Total brain volume is associated with severity of transverse sinus stenosis in idiopathic intracranial hypertension.

Autor: Schartz D; Imaging Sciences, University of Rochester Medical Center, Rochester, New York, USA derrek_schartz@urmc.rochester.edu., Finkelstein A; Imaging Sciences, University of Rochester Medical Center, Rochester, New York, USA., Akkipeddi SMK; Neurosurgery, University of Rochester Medical Center, Rochester, New York, USA., Kessler A; Imaging Sciences, University of Rochester Medical Center, Rochester, New York, USA., Williams Z; Ophthalmology, University of Rochester Medical Center, Rochester, New York, USA., Vates E; Neurosurgery, University of Rochester Medical Center, Rochester, New York, USA., Hauck EF; Neurosurgery, Duke University Medical Center, Durham, North Carolina, USA., Fargen KM; Neurological Surgery and Radiology, Wake Forest University, Winston-Salem, North Carolina, USA., Bender MT; Neurosurgery, University of Rochester Medical Center, Rochester, New York, USA.
Jazyk: angličtina
Zdroj: Journal of neurointerventional surgery [J Neurointerv Surg] 2024 Jul 03. Date of Electronic Publication: 2024 Jul 03.

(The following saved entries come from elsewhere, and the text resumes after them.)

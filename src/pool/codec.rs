//! Value framing over pipe ends.
//!
//! Two framings share this module:
//!
//! - [`Encoder`]/[`Decoder`] write one compact JSON value per line. They
//!   carry completion notices on the shared notification pipe, where every
//!   message is small and a single `write(2)` keeps lines from different
//!   workers apart. `serde_json` escapes control characters inside strings,
//!   so line boundaries are frame boundaries.
//! - [`FrameWriter`]/[`FrameReader`] carry task and result payloads on the
//!   dedicated pipes: a little-endian `u32` length followed by the value in
//!   bincode. Bincode stores floats bit for bit, so every value of a payload
//!   type survives the trip (JSON would turn `NaN` into `null`).

use super::ipc::{LineReader, LineWriter, PipeFd};
use crate::error::{Result, SpawnError};
use serde::Serialize;
use serde::de::DeserializeOwned;
use std::io::{self, BufRead, BufReader, BufWriter, Read, Write};

/// Default buffer size for payload frames (64KB).
const FRAME_BUFFER_SIZE: usize = 64 * 1024;

/// Largest payload frame accepted in either direction (256MB).
pub const MAX_FRAME_LEN: usize = 256 * 1024 * 1024;

/// Writes serialized values to a pipe, one JSON line each.
pub struct Encoder {
    writer: LineWriter,
}

impl Encoder {
    pub fn new(fd: PipeFd) -> Self {
        Self {
            writer: LineWriter::new(fd),
        }
    }

    /// Serialize `value` and write it as one line.
    pub fn encode<T: Serialize>(&mut self, value: &T) -> Result<()> {
        let line = serde_json::to_string(value)?;
        self.writer.write_line(&line)?;
        Ok(())
    }
}

/// Reads JSON-line values from a pipe.
pub struct Decoder {
    reader: LineReader,
}

impl Decoder {
    pub fn new(fd: PipeFd) -> Self {
        Self {
            reader: LineReader::new(fd),
        }
    }

    /// Read the next value.
    ///
    /// Returns `None` when the writing side has been closed.
    pub fn try_decode<T: DeserializeOwned>(&mut self) -> Result<Option<T>> {
        match self.reader.read_line()? {
            Some(line) => {
                let value = serde_json::from_str(line).map_err(|e| {
                    SpawnError::Protocol(format!("Undecodable frame ({}): {:.80}", e, line))
                })?;
                Ok(Some(value))
            }
            None => Ok(None),
        }
    }

    /// Read the next value, treating EOF as [`SpawnError::ChannelClosed`].
    pub fn decode<T: DeserializeOwned>(&mut self) -> Result<T> {
        self.try_decode()?.ok_or(SpawnError::ChannelClosed)
    }
}

/// Writes length-prefixed bincode payload frames.
pub struct FrameWriter {
    writer: BufWriter<PipeFd>,
}

impl FrameWriter {
    pub fn new(fd: PipeFd) -> Self {
        Self {
            writer: BufWriter::with_capacity(FRAME_BUFFER_SIZE, fd),
        }
    }

    /// Serialize `value` into one frame and flush it.
    ///
    /// Nothing is written if the value cannot be serialized or is too large.
    pub fn write<T: Serialize>(&mut self, value: &T) -> Result<()> {
        let body = bincode::serialize(value)?;
        let len = u32::try_from(body.len())
            .ok()
            .filter(|&n| n as usize <= MAX_FRAME_LEN)
            .ok_or_else(|| {
                SpawnError::Protocol(format!(
                    "Payload of {} bytes exceeds the {} byte frame limit",
                    body.len(),
                    MAX_FRAME_LEN
                ))
            })?;
        self.writer.write_all(&len.to_le_bytes())?;
        self.writer.write_all(&body)?;
        self.writer.flush()?;
        Ok(())
    }
}

/// Reads length-prefixed bincode payload frames.
pub struct FrameReader {
    reader: BufReader<PipeFd>,
    body: Vec<u8>,
}

impl FrameReader {
    pub fn new(fd: PipeFd) -> Self {
        Self {
            reader: BufReader::with_capacity(FRAME_BUFFER_SIZE, fd),
            body: Vec::new(),
        }
    }

    /// Read the next frame.
    ///
    /// Returns `None` when the writing side closed between frames. EOF
    /// inside a frame is a protocol error.
    pub fn try_read<T: DeserializeOwned>(&mut self) -> Result<Option<T>> {
        if self.reader.fill_buf()?.is_empty() {
            return Ok(None);
        }

        let mut header = [0u8; 4];
        self.reader.read_exact(&mut header).map_err(truncated)?;
        let len = u32::from_le_bytes(header) as usize;
        if len > MAX_FRAME_LEN {
            return Err(SpawnError::Protocol(format!(
                "Frame header announces {} bytes, limit is {}",
                len, MAX_FRAME_LEN
            )));
        }

        self.body.resize(len, 0);
        self.reader.read_exact(&mut self.body).map_err(truncated)?;
        bincode::deserialize(&self.body)
            .map(Some)
            .map_err(|e| SpawnError::Protocol(format!("Undecodable frame ({} bytes): {}", len, e)))
    }

    /// Read the next frame, treating EOF as [`SpawnError::ChannelClosed`].
    pub fn read<T: DeserializeOwned>(&mut self) -> Result<T> {
        self.try_read()?.ok_or(SpawnError::ChannelClosed)
    }
}

fn truncated(e: io::Error) -> SpawnError {
    if e.kind() == io::ErrorKind::UnexpectedEof {
        SpawnError::Protocol("Peer closed the pipe in the middle of a frame".into())
    } else {
        SpawnError::Io(e)
    }
}

#[cfg(test)]
mod tests {
    use super::*;
    use crate::pool::ipc::Pipe;
    use serde::Deserialize;

    fn channel() -> (Encoder, Decoder) {
        let mut pipe = Pipe::open().unwrap();
        let decoder = Decoder::new(pipe.take_read_end().unwrap());
        let encoder = Encoder::new(pipe.take_write_end().unwrap());
        (encoder, decoder)
    }

    fn frames() -> (FrameWriter, FrameReader) {
        let mut pipe = Pipe::open().unwrap();
        let reader = FrameReader::new(pipe.take_read_end().unwrap());
        let writer = FrameWriter::new(pipe.take_write_end().unwrap());
        (writer, reader)
    }

    #[derive(Debug, PartialEq, Serialize, Deserialize)]
    struct Job {
        id: u32,
        label: String,
        weight: f64,
    }

    #[test]
    fn test_struct_with_embedded_newline() {
        let (mut enc, mut dec) = channel();
        let job = Job {
            id: 7,
            label: "two\nlines".into(),
            weight: 0.5,
        };
        enc.encode(&job).unwrap();
        enc.encode(&Job {
            id: 8,
            label: String::new(),
            weight: 1.0,
        })
        .unwrap();

        assert_eq!(dec.decode::<Job>().unwrap(), job);
        assert_eq!(dec.decode::<Job>().unwrap().id, 8);
    }

    #[test]
    fn test_eof_is_channel_closed() {
        let (enc, mut dec) = channel();
        drop(enc);
        assert!(dec.try_decode::<u32>().unwrap().is_none());
        assert!(matches!(
            dec.decode::<u32>().unwrap_err(),
            SpawnError::ChannelClosed
        ));
    }

    #[test]
    fn test_shape_mismatch_is_protocol_error() {
        let (mut enc, mut dec) = channel();
        enc.encode(&"not a number").unwrap();
        let err = dec.decode::<u64>().unwrap_err();
        assert!(matches!(err, SpawnError::Protocol(_)));
    }

    #[test]
    fn test_frames_keep_non_finite_floats() {
        let (mut writer, mut reader) = frames();
        writer.write(&f64::NAN).unwrap();
        writer.write(&f64::INFINITY).unwrap();
        writer.write(&f64::NEG_INFINITY).unwrap();
        writer.write(&-0.0f64).unwrap();

        assert!(reader.read::<f64>().unwrap().is_nan());
        assert_eq!(reader.read::<f64>().unwrap(), f64::INFINITY);
        assert_eq!(reader.read::<f64>().unwrap(), f64::NEG_INFINITY);
        assert!(reader.read::<f64>().unwrap().is_sign_negative());
    }

    #[test]
    fn test_frames_keep_structs() {
        let (mut writer, mut reader) = frames();
        let job = Job {
            id: 3,
            label: "multi\nline \u{1F980}".into(),
            weight: f64::NAN,
        };
        writer.write(&job).unwrap();
        writer.write(&Some(f64::INFINITY)).unwrap();

        let got: Job = reader.read().unwrap();
        assert_eq!(got.id, 3);
        assert_eq!(got.label, job.label);
        assert!(got.weight.is_nan());
        assert_eq!(reader.read::<Option<f64>>().unwrap(), Some(f64::INFINITY));
    }

    #[test]
    fn test_frame_eof_between_frames_is_channel_closed() {
        let (mut writer, mut reader) = frames();
        writer.write(&1u64).unwrap();
        drop(writer);
        assert_eq!(reader.read::<u64>().unwrap(), 1);
        assert!(reader.try_read::<u64>().unwrap().is_none());
        assert!(matches!(
            reader.read::<u64>().unwrap_err(),
            SpawnError::ChannelClosed
        ));
    }

    #[test]
    fn test_truncated_frame_is_protocol_error() {
        let mut pipe = Pipe::open().unwrap();
        let mut reader = FrameReader::new(pipe.take_read_end().unwrap());
        let mut raw = pipe.take_write_end().unwrap();
        // Header promises eight bytes, only three follow.
        raw.write_all(&8u32.to_le_bytes()).unwrap();
        raw.write_all(&[1, 2, 3]).unwrap();
        drop(raw);

        let err = reader.read::<u64>().unwrap_err();
        assert!(matches!(err, SpawnError::Protocol(ref m) if m.contains("middle of a frame")));
    }

    #[test]
    fn test_oversized_header_is_rejected() {
        let mut pipe = Pipe::open().unwrap();
        let mut reader = FrameReader::new(pipe.take_read_end().unwrap());
        let mut raw = pipe.take_write_end().unwrap();
        raw.write_all(&u32::MAX.to_le_bytes()).unwrap();

        let err = reader.read::<u64>().unwrap_err();
        assert!(matches!(err, SpawnError::Protocol(ref m) if m.contains("limit")));
    }

    #[test]
    fn test_frame_type_mismatch_is_protocol_error() {
        let (mut writer, mut reader) = frames();
        writer.write(&7u8).unwrap();
        let err = reader.read::<u64>().unwrap_err();
        assert!(matches!(err, SpawnError::Protocol(_)));
    }
}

DOI: 10.1136/jnis-2024-021938
Abstrakt: Background: Idiopathic intracranial hypertension (IIH) is a complex neurological condition characterized by symptoms of increased intracranial pressure of unclear etiology. While transverse sinus stenosis (TSS) is often present in patients with IIH, how and why it occurs remains unclear.

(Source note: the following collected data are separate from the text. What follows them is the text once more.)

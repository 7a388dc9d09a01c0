//! Worker side of the pool.
//!
//! Runs when the role marker is present. Tasks arrive on the dedicated
//! channel, go through the user's processing function, and every result is
//! announced on the dispatcher's shared notification path before its payload
//! is written to the dedicated output.

use super::codec::{Encoder, FrameReader, FrameWriter};
use super::ipc::Actor;
use super::manifest::ChannelManifest;
use super::protocol::Completion;
use super::spawn::{ignore_sigpipe, spawn_activity};
use super::{Payload, WorkFn};
use crate::error::{Result, SpawnError};
use crossbeam_channel::bounded;
use std::convert::Infallible;
use tracing::{debug, trace};

/// The three pipe ends a worker uses.
pub struct WorkerChannels {
    /// Write end of the dispatcher's shared notification pipe.
    notify: Encoder,
    /// Read end of this worker's dedicated task pipe.
    tasks: FrameReader,
    /// Write end of this worker's dedicated result pipe.
    results: FrameWriter,
}

impl WorkerChannels {
    pub fn new(notify: Encoder, tasks: FrameReader, results: FrameWriter) -> Self {
        Self {
            notify,
            tasks,
            results,
        }
    }

    /// Pick the worker's ends out of the inherited (parent, self) channels
    /// and close the rest.
    pub fn from_actors(mut parent: Actor, mut this: Actor) -> Result<Self> {
        let missing = |what: &str| SpawnError::Bootstrap(format!("Inherited {} is closed", what));

        let notify = parent
            .input
            .take_write_end()
            .ok_or_else(|| missing("notification pipe"))?;
        let tasks = this
            .input
            .take_read_end()
            .ok_or_else(|| missing("task pipe"))?;
        let results = this
            .output
            .take_write_end()
            .ok_or_else(|| missing("result pipe"))?;

        parent.close();
        this.close();

        Ok(Self::new(
            Encoder::new(notify),
            FrameReader::new(tasks),
            FrameWriter::new(results),
        ))
    }
}

/// Worker entry point: adopt the inherited channels and serve tasks.
///
/// Never returns `Ok`. The dispatcher ends workers by killing them; if the
/// kill is preceded by the dedicated channel closing, this returns
/// [`SpawnError::ChannelClosed`].
pub fn run_worker<T: Payload>(manifest: &ChannelManifest, work: WorkFn<T>) -> Result<Infallible> {
    ignore_sigpipe();

    // Safety: the manifest came from our role marker and this is the only
    // place that adopts its descriptors.
    let (parent, this) = unsafe { manifest.open()? };
    let channels = WorkerChannels::from_actors(parent, this)?;

    let pid = std::process::id();
    debug!(pid, "Worker started");
    serve(channels, pid, work)
}

/// Serve tasks until the dedicated channel closes.
///
/// `pid` is the identity announced on the notification path.
pub fn serve<T: Payload>(channels: WorkerChannels, pid: u32, work: WorkFn<T>) -> Result<Infallible> {
    let WorkerChannels {
        mut notify,
        mut tasks,
        mut results,
    } = channels;

    let (task_tx, task_rx) = bounded::<T>(0);
    let (result_tx, result_rx) = bounded::<T>(0);

    let ingestion = spawn_activity("task-ingestion", move || -> Result<Infallible> {
        loop {
            let task: T = tasks.read()?;
            if task_tx.send(task).is_err() {
                return Err(SpawnError::Protocol(
                    "Processing function stopped accepting tasks".into(),
                ));
            }
        }
    })?;

    let processor = spawn_activity("task-processor", move || work(task_rx, result_tx))?;

    let mut reported = 0usize;
    for result in result_rx.iter() {
        // Identity first: the dispatcher reads our result pipe only after
        // seeing our pid.
        notify.encode(&Completion::new(pid))?;
        results.write(&result)?;
        reported += 1;
        trace!(pid, reported, "Reported result");
    }

    if processor.join().is_err() {
        return Err(SpawnError::Protocol("Processing function panicked".into()));
    }
    match ingestion.join() {
        Ok(Err(e)) => {
            debug!(pid, reported, error = %e, "Task ingestion stopped");
            Err(e)
        }
        Ok(Ok(never)) => match never {},
        Err(_) => Err(SpawnError::Protocol("Task ingestion panicked".into())),
    }
}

Methods: IIH patients and a set of age-matched normal controls were identified from our single-center tertiary care institution from 2016 to 2024. Brain MRIs before treatment were computationally segmented and parcellated using FreeSurfer software. Extent of TSS on MR venograms was graded using the Farb scoring system. Relationship between normalized brain volume, normalized brain-to-CSF volume, and TSS was investigated. Multiple linear regression was conducted to investigate the association between continuous variables, accounting for the covariates body mass index, sex, and age.
Results: In total, 84 IIH patients (mean age, 29.8 years; 87% female) and 15 normal controls (mean age, 28.1 years) were included. Overall, increasing/worsening TSS was found to be significantly associated with normalized total brain volume (p=0.018, R=0.179) and brain-to-CSF ratio volume (p=0.026, R=0.184). Additionally, there was a significant difference between controls and IIH patients with mild and severe stenosis regarding normalized total brain volume (ANCOVA, p=0.023) and brain-to-CSF ratio volume (ANCOVA, p=0.034). Likewise, IIH patients with severe TSS had a significantly higher brain-to-CSF volume compared with controls (p=0.038) and compared with IIH patients with mild TSS (p=0.038).
Conclusions: These findings suggest that total brain volume is associated with extent of TSS, which may reflect extramural venous compression due to enlarged brain and/or venous hypertension with associated cerebral congestion/swelling.
Competing Interests: Competing interests: KMF serves on the editorial board of Journal of NeuroInterventional Surgery (JNIS). Otherwise, there are no additional competing interests.
(© Author(s) (or their employer(s)) 2024. No commercial re-use. See rights and permissions. Published by BMJ.)